Par CAROL PRONER*
L'affaire Assange est un exemple extrême des stratégies de lawfare qui combinent la complicité des systèmes judiciaires de plusieurs pays
Les défenseurs de la liberté de la presse et des droits de l'homme sont bouleversés et inquiets de la décision d'un tribunal britannique qui, réformant une précédente condamnation, s'est conformé aux garanties offertes par le gouvernement américain et a condamné l'extradition du journaliste Julian Assange.
La mesure drastique n'était pas attendue par les juristes qui défendent techniquement le fondateur de WikiLeaks. Une décision était attendue dans le respect de la tradition constitutionnelle et coutumière de la justice britannique, jalouse des garanties fondamentales, mais, de manière surprenante, les juges du tribunal ont disqualifié les arguments humanitaires de la juge Vanessa Baraitser pour confier aux bourreaux la tutelle de la vie d'un martyr du droit à l'information et à la vérité.
Parmi les promesses des accusateurs américains figure celle de garantir un traitement médical et psychologique en prison ordinaire, en évitant le Colorado Supermax, décrit par un ancien gardien comme « la version propre de l'enfer » et un « destin pire que la mort ». Finalement, assurent les procureurs, la peine pourrait même être purgée dans le pays d'origine de l'accusé, l'Australie.
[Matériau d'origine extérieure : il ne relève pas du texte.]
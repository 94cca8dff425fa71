use std::fs::File;
use std::io::{BufRead, BufReader};
use std::path::Path;

use anyhow::{bail, Context, Result};

use crate::inference::RecordedPose;

/// One unit of input with its media timestamp.
#[derive(Debug, Clone, PartialEq)]
pub struct Frame<P> {
    pub timestamp_ms: u64,
    pub payload: P,
}

/// Where frames come from. `Ok(None)` ends the stream.
pub trait FrameSource {
    type Payload;

    fn read_frame(&mut self) -> Result<Option<Frame<Self::Payload>>>;
}

/// Pose recording stored as JSON lines, one [`RecordedPose`] per line.
pub struct Recording<R> {
    reader: R,
    line_no: usize,
    buf: String,
}

impl Recording<BufReader<File>> {
    pub fn open<P: AsRef<Path>>(path: P) -> Result<Self> {
        let path = path.as_ref();
        let file =
            File::open(path).with_context(|| format!("opening recording {}", path.display()))?;
        Ok(Self::from_reader(BufReader::new(file)))
    }
}

impl<R: BufRead> Recording<R> {
    pub fn from_reader(reader: R) -> Self {
        Self {
            reader,
            line_no: 0,
            buf: String::new(),
        }
    }
}

impl<R: BufRead> FrameSource for Recording<R> {
    type Payload = RecordedPose;

    /// A malformed line is reported as an error after it has been consumed,
    /// so the next call continues with the following line.
    fn read_frame(&mut self) -> Result<Option<Frame<RecordedPose>>> {
        loop {
            self.buf.clear();
            let read = self
                .reader
                .read_line(&mut self.buf)
                .with_context(|| format!("reading recording line {}", self.line_no + 1))?;
            if read == 0 {
                return Ok(None);
            }
            self.line_no += 1;

            let line = self.buf.trim();
            if line.is_empty() {
                continue;
            }

            let pose: RecordedPose = match serde_json::from_str(line) {
                Ok(pose) => pose,
                Err(e) => bail!("recording line {}: {e}", self.line_no),
            };
            return Ok(Some(Frame {
                timestamp_ms: pose.timestamp_ms,
                payload: pose,
            }));
        }
    }
}

/// Adapts any iterator of frames, mostly for tests and embedding.
pub struct FrameIter<I>(pub I);

impl<P, I> FrameSource for FrameIter<I>
where
    I: Iterator<Item = Frame<P>>,
{
    type Payload = P;

    fn read_frame(&mut self) -> Result<Option<Frame<P>>> {
        Ok(self.0.next())
    }
}

#[cfg(test)]
mod tests {
    use super::*;
    use std::io::Cursor;

    #[test]
    fn reads_frames_and_skips_blank_lines() {
        let data = "{\"t\": 0, \"keypoints\": null}\n\n{\"t\": 40}\n";
        let mut rec = Recording::from_reader(Cursor::new(data));

        let first = rec.read_frame().unwrap().unwrap();
        assert_eq!(first.timestamp_ms, 0);
        assert_eq!(first.payload.keypoints, None);

        let second = rec.read_frame().unwrap().unwrap();
        assert_eq!(second.timestamp_ms, 40);
        assert!(rec.read_frame().unwrap().is_none());
    }

    #[test]
    fn bad_line_is_an_error_but_reading_continues() {
        let data = "{\"t\": 0}\nnot json\n{\"t\": 80}\n";
        let mut rec = Recording::from_reader(Cursor::new(data));

        assert!(rec.read_frame().unwrap().is_some());
        let err = rec.read_frame().unwrap_err();
        assert!(err.to_string().contains("line 2"));
        assert_eq!(rec.read_frame().unwrap().unwrap().timestamp_ms, 80);
    }

    #[test]
    fn iterator_source() {
        let frames = (0..3).map(|i| Frame {
            timestamp_ms: i * 100,
            payload: i,
        });
        let mut src = FrameIter(frames);
        let mut seen = Vec::new();
        while let Some(f) = src.read_frame().unwrap() {
            seen.push(f.payload);
        }
        assert_eq!(seen, vec![0, 1, 2]);
    }
}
Des promesses similaires avaient déjà été faites, par exemple, dans l'affaire Abu Hamza, un épisode relaté dans la phrase du juge Baraitser démontrant que des promesses avaient été violées de façon dramatique. Le condamné, un homme amputé des mains, a été privé de prothèses qui lui permettaient de se brosser les dents, de pratiquer l'hygiène intime, de nettoyer sa cellule et d'autres tâches dignes. Le prisonnier reconnu coupable de crimes de terrorisme est même allé jusqu'à ouvrir une boîte de conserve avec ses dents.
La décision radicale ignore également le fait qu'Assange a été traité de manière exceptionnelle tout au long du voyage depuis qu'il a apporté au monde la connaissance des crimes de guerre et des stratégies d'espionnage commis par les États-Unis.
Lors de la dernière audience, le militant a été traité comme un animal dangereux. Le jour fixé pour le procès, après avoir été fouillé nu et avoir déjeuné, il a été transporté au tribunal enchaîné et présenté au public dans une boîte en verre. Sans accès direct aux avocats, il a été autorisé à écrire des notes et à s'agenouiller pour les passer aux défenseurs par une fissure dans le sol. Après l'audience, il a été renvoyé à la prison de Belmarsh, connue sous le nom de British Guantánamo. Mais ce n'est que la phase actuelle de la persécution.
La tournée comprend de fausses accusations de crimes sexuels, de nouveaux types de criminels adaptés à l'activiste, des tribunaux secrets, des processus secrets et des accusations en cours pour garantir la construction d'une norme incontournable contre quiconque ose affronter les raisons de l'empire.
L'affaire Assange est un exemple extrême des stratégies de lawfare qui combinent la complicité des systèmes judiciaires de plusieurs pays, y compris ici, en plus des principaux chasseurs, également la Suède, l'Union européenne en général - pour ne pas reconnaître et appliquer des garanties à un certain stade du processus - et enfin l'Équateur de Lenin Moreno , surtout après le tournant géopolitique de 2019 qui a abouti à la remise du journaliste à la collusion des juridictions.
La décision d'extradition permet toujours un recours devant la Cour constitutionnelle britannique et, aussi improbable que cela puisse paraître, il est possible qu'un défenseur collégial des droits fondamentaux empêche Julian Assange d'être livré aux vrais criminels qui cherchent à imposer leur justice aux monde de manière unilatérale, coercitive et illégale.
Défendre Assange, c'est nous défendre.
* Carol Proner est avocat et juriste. Fondateur de l'Association brésilienne des juristes pour la démocratie (ABJD).
Initialement publié sur le site Autres mots.